» **AIM OF THE EXERCISE**:
Report every line of the records that includes the word "start".

» **PROVIDED INFORMATION**:

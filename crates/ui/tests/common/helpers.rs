#![allow(dead_code)]

use color_eyre::Result;
use color_eyre::eyre::eyre;
use ratatui::crossterm::event::{KeyCode, KeyEvent, KeyModifiers};
use std::cell::RefCell;
use std::collections::HashMap;
use warden_ui::{
    Clipboard, CodeList, CodeListItem, CodeListManager, CodeListProvider, DetailContext, DetailView, DetailViewError,
    ItemDetailView, ItemFields, UiConfig,
};

/// Clipboard that records what was copied, or fails on demand.
#[derive(Default)]
pub struct RecordingClipboard {
    pub copied: Vec<String>,
    pub fail: bool,
}

impl RecordingClipboard {
    pub fn failing() -> Self {
        Self {
            fail: true,
            ..Self::default()
        }
    }
}

impl Clipboard for RecordingClipboard {
    fn set_text(&mut self, text: &str) -> Result<()> {
        if self.fail {
            return Err(eyre!("Failed to access clipboard: no display"));
        }
        self.copied.push(text.to_string());
        Ok(())
    }
}

/// Code-list provider with fixed lists that remembers every request.
#[derive(Default)]
pub struct FakeCodeLists {
    lists: HashMap<String, CodeList>,
    pub requests: RefCell<Vec<String>>,
}

impl FakeCodeLists {
    pub fn with(mut self, name: &str, items: &[(u32, &str)]) -> Self {
        let items = items.iter().map(|(i, l)| CodeListItem::new(*i, *l)).collect();
        self.lists.insert(name.to_string(), CodeList::new(items));
        self
    }
}

impl CodeListProvider for FakeCodeLists {
    fn get_list(&self, name: &str) -> Result<CodeList, DetailViewError> {
        self.requests.borrow_mut().push(name.to_string());
        self.lists
            .get(name)
            .cloned()
            .ok_or_else(|| DetailViewError::UnknownListName(name.to_string()))
    }
}

/// Built-in lists and default config, the way the binary wires them.
pub struct TestContext {
    pub lists: CodeListManager,
    pub config: UiConfig,
}

impl TestContext {
    pub fn new() -> Self {
        Self {
            lists: CodeListManager::with_builtin_lists(),
            config: UiConfig::default(),
        }
    }

    pub fn with_config(config: UiConfig) -> Self {
        Self {
            lists: config.code_list_manager(),
            config,
        }
    }

    pub fn ctx(&self) -> DetailContext<'_> {
        DetailContext {
            lists: &self.lists,
            config: &self.config,
        }
    }
}

pub fn key(code: KeyCode) -> KeyEvent {
    KeyEvent::new(code, KeyModifiers::NONE)
}

pub fn ctrl(c: char) -> KeyEvent {
    KeyEvent::new(KeyCode::Char(c), KeyModifiers::CONTROL)
}

pub fn press<F: ItemFields>(view: &mut ItemDetailView<F>, code: KeyCode, clipboard: &mut dyn Clipboard) {
    view.handle_key(key(code), clipboard);
}

pub fn type_text<F: ItemFields>(view: &mut ItemDetailView<F>, text: &str, clipboard: &mut dyn Clipboard) {
    for c in text.chars() {
        view.handle_key(key(KeyCode::Char(c)), clipboard);
    }
}

/// Renders the view into an in-memory terminal and returns the screen as text.
pub fn render_to_string(view: &dyn DetailView, width: u16, height: u16) -> String {
    let backend = ratatui::backend::TestBackend::new(width, height);
    let mut terminal = ratatui::Terminal::new(backend).expect("test terminal");
    terminal
        .draw(|f| {
            let area = f.area();
            view.draw(f, area);
        })
        .expect("draw");
    let buffer = terminal.backend().buffer();
    let mut screen = String::new();
    for y in 0..buffer.area.height {
        for x in 0..buffer.area.width {
            screen.push_str(buffer[(x, y)].symbol());
        }
        screen.push('\n');
    }
    screen
}
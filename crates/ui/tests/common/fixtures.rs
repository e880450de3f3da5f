#![allow(dead_code)]

use std::rc::Rc;
use time::macros::datetime;
use warden_vault::{Card, Identity, ItemType, Login, LoginUri, SecureNote, VaultFolder, VaultItem};

pub const CARD_NUMBER: &str = "4111111111111111";

pub fn sample_folders() -> Rc<[VaultFolder]> {
    vec![
        VaultFolder {
            id: "f-personal".to_string(),
            name: "Personal".to_string(),
        },
        VaultFolder {
            id: "f-work".to_string(),
            name: "Work".to_string(),
        },
    ]
    .into()
}

pub fn sample_card() -> Card {
    Card {
        cardholder_name: Some("Ada Lovelace".to_string()),
        number: Some(CARD_NUMBER.to_string()),
        exp_month: Some(11),
        exp_year: Some("2028".to_string()),
        brand: Some(3),
        code: Some("9876".to_string()),
    }
}

pub fn sample_card_item() -> VaultItem {
    let mut item = VaultItem::new(ItemType::Card);
    item.id = "card-1".to_string();
    item.name = "Company Amex".to_string();
    item.folder_id = Some("f-work".to_string());
    item.notes = Some("Expense card\nReport monthly".to_string());
    item.favorite = true;
    item.details = Some(sample_card().into());
    item.creation_date = Some(datetime!(2024-01-15 09:30 UTC));
    item.revision_date = Some(datetime!(2025-02-01 18:00 UTC));
    item
}

pub fn sample_login_item() -> VaultItem {
    let mut item = VaultItem::new(ItemType::Login);
    item.name = "Forge".to_string();
    item.details = Some(
        Login {
            username: Some("ada".to_string()),
            password: Some("correct horse battery staple".to_string()),
            totp: Some("JBSWY3DPEHPK3PXP".to_string()),
            uris: vec![
                LoginUri {
                    uri: Some("https://forge.example.com".to_string()),
                    match_type: Some(0),
                },
                LoginUri {
                    uri: Some("https://git.example.com".to_string()),
                    match_type: Some(1),
                },
            ],
        }
        .into(),
    );
    item
}

pub fn sample_identity_item() -> VaultItem {
    let mut item = VaultItem::new(ItemType::Identity);
    item.name = "Me".to_string();
    item.details = Some(
        Identity {
            title: Some(4),
            first_name: Some("Alex".to_string()),
            last_name: Some("Doe".to_string()),
            passport_number: Some("X1234567".to_string()),
            ..Identity::default()
        }
        .into(),
    );
    item
}

pub fn sample_note_item() -> VaultItem {
    let mut item = VaultItem::new(ItemType::SecureNote);
    item.name = "Wifi".to_string();
    item.notes = Some("guest / hunter2".to_string());
    item.details = Some(SecureNote::default().into());
    item
}
#![allow(dead_code)]

pub mod fixtures;
pub mod helpers;
use crate::controls::ControlId;

#[derive(Debug, Clone, Copy, PartialEq, Eq)]
pub struct TabStop {
    pub control: ControlId,
    pub position: usize,
}

/// Focus sequence of a view. Positions need not be contiguous; traversal follows them in
/// ascending order and wraps around.
#[derive(Debug, Clone, Default, PartialEq, Eq)]
pub struct TabOrder {
    stops: Vec<TabStop>,
}

impl TabOrder {
    pub fn new() -> Self {
        Self::default()
    }

    /// Places `control` at `position`, replacing any earlier position it had.
    pub fn assign(&mut self, control: ControlId, position: usize) {
        self.stops.retain(|s| s.control != control);
        let at = self.stops.partition_point(|s| s.position <= position);
        self.stops.insert(at, TabStop { control, position });
    }

    /// Assigns consecutive positions from `start`; returns the position after the last one.
    pub fn append<I>(&mut self, start: usize, controls: I) -> usize
    where
        I: IntoIterator<Item = ControlId>,
    {
        let mut next = start;
        for control in controls {
            self.assign(control, next);
            next += 1;
        }
        next
    }

    pub fn clear(&mut self) {
        self.stops.clear();
    }

    pub fn stops(&self) -> &[TabStop] {
        &self.stops
    }

    pub fn controls(&self) -> impl Iterator<Item = ControlId> + '_ {
        self.stops.iter().map(|s| s.control)
    }

    pub fn position_of(&self, control: ControlId) -> Option<usize> {
        self.stops.iter().find(|s| s.control == control).map(|s| s.position)
    }

    pub fn contains(&self, control: ControlId) -> bool {
        self.position_of(control).is_some()
    }

    pub fn is_strictly_increasing(&self) -> bool {
        self.stops.windows(2).all(|w| w[0].position < w[1].position)
    }

    pub fn next_after(&self, control: ControlId) -> Option<ControlId> {
        let idx = self.stops.iter().position(|s| s.control == control);
        let next = match idx {
            Some(i) => (i + 1) % self.stops.len(),
            None => 0,
        };
        self.stops.get(next).map(|s| s.control)
    }

    pub fn previous_before(&self, control: ControlId) -> Option<ControlId> {
        let idx = self.stops.iter().position(|s| s.control == control);
        let prev = match idx {
            Some(0) | None => self.stops.len().checked_sub(1)?,
            Some(i) => i - 1,
        };
        self.stops.get(prev).map(|s| s.control)
    }
}

#[cfg(test)]
mod tests {
    use super::*;

    #[test]
    fn test_append_returns_next_position() {
        let mut order = TabOrder::new();
        let next = order.append(4, [ControlId::Field("a"), ControlId::Field("b")]);
        assert_eq!(next, 6);
        assert_eq!(order.position_of(ControlId::Field("b")), Some(5));
    }

    #[test]
    fn test_gaps_are_tolerated_and_sorted() {
        let mut order = TabOrder::new();
        order.assign(ControlId::Notes, 10);
        order.assign(ControlId::ItemName, 0);
        order.assign(ControlId::Folder, 3);

        let controls: Vec<_> = order.controls().collect();
        assert_eq!(controls, vec![ControlId::ItemName, ControlId::Folder, ControlId::Notes]);
        assert!(order.is_strictly_increasing());
    }

    #[test]
    fn test_reassigning_moves_control() {
        let mut order = TabOrder::new();
        order.assign(ControlId::ItemName, 0);
        order.assign(ControlId::ItemName, 7);
        assert_eq!(order.stops().len(), 1);
        assert_eq!(order.position_of(ControlId::ItemName), Some(7));
    }

    #[test]
    fn test_duplicate_positions_are_not_strictly_increasing() {
        let mut order = TabOrder::new();
        order.assign(ControlId::ItemName, 1);
        order.assign(ControlId::Folder, 1);
        assert!(!order.is_strictly_increasing());
    }

    #[test]
    fn test_traversal_wraps() {
        let mut order = TabOrder::new();
        order.append(0, [ControlId::ItemName, ControlId::Folder, ControlId::Favorite]);

        assert_eq!(order.next_after(ControlId::Favorite), Some(ControlId::ItemName));
        assert_eq!(order.previous_before(ControlId::ItemName), Some(ControlId::Favorite));
        assert_eq!(order.next_after(ControlId::ItemName), Some(ControlId::Folder));
        assert_eq!(TabOrder::new().next_after(ControlId::ItemName), None);
        assert_eq!(TabOrder::new().previous_before(ControlId::ItemName), None);
    }
}
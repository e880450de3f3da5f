use super::{ItemDetailView, ItemFields};
use crate::clipboard::Clipboard;
use crate::controls::{ControlId, ControlMut};
use ratatui::crossterm::event::{KeyCode, KeyEvent, KeyEventKind, KeyModifiers};

impl<F: ItemFields> ItemDetailView<F> {
    /// Dispatches one key press.
    ///
    /// Esc cancels, Ctrl+S saves, Tab / Shift+Tab (and Up / Down outside the notes) move focus.
    /// Everything else goes to the focused control. While a dialog is open only Enter, Esc and
    /// Space do anything, and they dismiss it.
    pub fn handle_key(&mut self, key: KeyEvent, clipboard: &mut dyn Clipboard) {
        if key.kind != KeyEventKind::Press || self.closed {
            return;
        }

        if self.dialog.is_some() {
            if matches!(key.code, KeyCode::Enter | KeyCode::Esc | KeyCode::Char(' ')) {
                self.dismiss_dialog();
            }
            return;
        }

        self.notice = None;

        if key.modifiers.contains(KeyModifiers::CONTROL) {
            if let KeyCode::Char('s' | 'S') = key.code {
                self.save();
            }
            return;
        }

        match key.code {
            KeyCode::Esc => self.cancel(),
            KeyCode::Tab => self.focus_next(),
            KeyCode::BackTab => self.focus_previous(),
            KeyCode::Down if self.focus != ControlId::Notes => self.focus_next(),
            KeyCode::Up if self.focus != ControlId::Notes => self.focus_previous(),
            _ => self.handle_focused(key, clipboard),
        }
    }

    fn handle_focused(&mut self, key: KeyEvent, clipboard: &mut dyn Clipboard) {
        let editable = self.state.is_editable();
        let focus = self.focus;

        match focus {
            ControlId::ItemName if editable => match key.code {
                KeyCode::Char(c) => self.name.push(c),
                KeyCode::Backspace => self.name.backspace(),
                _ => {}
            },
            ControlId::Folder if editable => match key.code {
                KeyCode::Right | KeyCode::Char(' ') => self.folder.select_next(),
                KeyCode::Left => self.folder.select_previous(),
                _ => {}
            },
            ControlId::Favorite if editable => {
                if matches!(key.code, KeyCode::Char(' ') | KeyCode::Enter) {
                    self.favorite = !self.favorite;
                }
            }
            ControlId::Notes if editable => {
                self.notes.input(key);
            }
            ControlId::Reveal(_) => {
                if matches!(key.code, KeyCode::Enter | KeyCode::Char(' ')) {
                    self.toggle_secure(focus);
                }
            }
            ControlId::Copy(_) => {
                if matches!(key.code, KeyCode::Enter | KeyCode::Char(' ')) {
                    self.copy_secure(focus, clipboard);
                }
            }
            ControlId::Field(_) if editable => self.edit_field(focus, key),
            _ => {}
        }
    }

    fn edit_field(&mut self, focus: ControlId, key: KeyEvent) {
        let Some(control) = self.fields.controls_mut().into_iter().find(|c| c.owns(focus)) else {
            return;
        };

        match control {
            ControlMut::Text(text) => match key.code {
                KeyCode::Char(c) => text.push(c),
                KeyCode::Backspace => text.backspace(),
                _ => {}
            },
            ControlMut::Secure(secure) => match key.code {
                KeyCode::Char(c) => secure.push(c),
                KeyCode::Backspace => secure.backspace(),
                _ => {}
            },
            ControlMut::Select(select) => match key.code {
                KeyCode::Right | KeyCode::Char(' ') => select.select_next(),
                KeyCode::Left => select.select_previous(),
                KeyCode::Backspace | KeyCode::Delete => select.clear(),
                _ => {}
            },
        }
    }
}
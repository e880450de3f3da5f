use crate::clipboard::Clipboard;
use crate::controls::ControlId;
use crate::notice::Notice;
use tracing::warn;
use zeroize::{Zeroize, Zeroizing};

const MIN_CAPACITY: usize = 32;

/// Sensitive input (card number, CVV, password, ...) with a masked/plain toggle and a
/// clipboard export action.
///
/// The plain value is wiped from memory when the field is dropped. Toggling visibility only
/// affects rendering.
#[derive(Clone)]
pub struct SecureField {
    key: &'static str,
    label: &'static str,
    value: Zeroizing<String>,
    masked: bool,
}

impl std::fmt::Debug for SecureField {
    fn fmt(&self, f: &mut std::fmt::Formatter<'_>) -> std::fmt::Result {
        f.debug_struct("SecureField")
            .field("key", &self.key)
            .field("masked", &self.masked)
            .finish_non_exhaustive()
    }
}

impl SecureField {
    /// A new, empty, masked field.
    pub fn new(key: &'static str, label: &'static str) -> Self {
        Self {
            key,
            label,
            value: Zeroizing::new(String::with_capacity(MIN_CAPACITY)),
            masked: true,
        }
    }

    pub const fn label(&self) -> &'static str {
        self.label
    }

    pub const fn field_id(&self) -> ControlId {
        ControlId::Field(self.key)
    }

    pub const fn reveal_id(&self) -> ControlId {
        ControlId::Reveal(self.key)
    }

    pub const fn copy_id(&self) -> ControlId {
        ControlId::Copy(self.key)
    }

    pub fn owns(&self, id: ControlId) -> bool {
        id == self.field_id() || id == self.reveal_id() || id == self.copy_id()
    }

    pub fn text(&self) -> &str {
        &self.value
    }

    pub fn set_text(&mut self, text: &str) {
        self.value.zeroize();
        self.reserve(text.len());
        self.value.push_str(text);
    }

    pub fn push(&mut self, c: char) {
        self.reserve(c.len_utf8());
        self.value.push(c);
    }

    /// Grows into a fresh buffer so the old one is wiped on drop instead of being reallocated.
    fn reserve(&mut self, additional: usize) {
        let needed = self.value.len() + additional;
        if needed <= self.value.capacity() {
            return;
        }
        let mut grown = Zeroizing::new(String::with_capacity(needed.max(MIN_CAPACITY).next_power_of_two()));
        grown.push_str(&self.value);
        self.value = grown;
    }

    pub fn backspace(&mut self) {
        self.value.pop();
    }

    pub const fn is_masked(&self) -> bool {
        self.masked
    }

    pub const fn set_masked(&mut self, masked: bool) {
        self.masked = masked;
    }

    /// Flips between masked and plain display.
    pub const fn toggle_visibility(&mut self) {
        self.masked = !self.masked;
    }

    /// Caption of the disclosure control: the action it will perform next.
    pub const fn disclosure_label(&self) -> &'static str {
        if self.masked { "Show" } else { "Hide" }
    }

    /// What the input shows: the value itself, or one mask character per character.
    pub fn display(&self, mask_char: char) -> String {
        if self.masked {
            std::iter::repeat_n(mask_char, self.value.chars().count()).collect()
        } else {
            self.value.to_string()
        }
    }

    /// Exports the plain value, masked or not, and returns the acknowledgment to show.
    pub fn copy_to(&self, clipboard: &mut dyn Clipboard) -> Notice {
        match clipboard.set_text(&self.value) {
            Ok(()) => Notice::success(format!("{} copied to clipboard.", self.label)),
            Err(e) => {
                warn!("Copying {} failed: {}", self.label, e);
                Notice::error(format!("Could not copy {}: {e}", self.label.to_lowercase()))
            }
        }
    }
}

» **WRITTEN SOLUTION**:
    /// Assigns consecutive positions from `start`; returns the position after the last one.
    pub fn append<I>(&mut self, start: usize, controls: I) -> usize
        let mut next = start;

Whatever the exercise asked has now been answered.